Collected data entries
......

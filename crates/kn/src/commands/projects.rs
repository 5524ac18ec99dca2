//! `kn projects` -- list the projects of the configured workspace.

use anyhow::{Context, Result};
use kaneo_core::project::Project;

use crate::context::RuntimeContext;
use crate::output::{output_json, output_table};

/// Execute the `kn projects` command.
pub fn run(ctx: &RuntimeContext) -> Result<()> {
    let (client, config) = ctx.client()?;
    let workspace = config.require_workspace()?;

    let projects = client
        .list_projects(workspace)
        .with_context(|| format!("failed to list projects of workspace {workspace}"))?;

    if ctx.json {
        output_json(&projects);
        return Ok(());
    }

    if projects.is_empty() {
        println!("No projects in workspace {workspace}.");
        return Ok(());
    }

    let rows: Vec<Vec<String>> = projects.iter().map(project_row).collect();
    output_table(&["ID", "NAME", "TASKS", "DONE"], &rows);
    Ok(())
}

fn project_row(project: &Project) -> Vec<String> {
    vec![
        project.id.clone(),
        project.name.clone(),
        project.total_tasks().to_string(),
        format!("{:.0}%", project.completion()),
    ]
}
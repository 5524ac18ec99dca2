//! Domain types and the collection view model for the kaneo client.
//!
//! Everything in this crate is pure: it orders, groups and classifies data
//! fetched elsewhere, and describes mutations as [`intent::MutationIntent`]
//! values for the HTTP layer to execute.

mod de;
pub mod enums;
pub mod intent;
pub mod notification;
pub mod ordering;
pub mod project;
pub mod snapshot;
pub mod task;
pub mod text;
pub mod urgency;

......

Problem to work on
In the records, how many lines hold the word "clone"? Answer with the number and no other words.

Result
2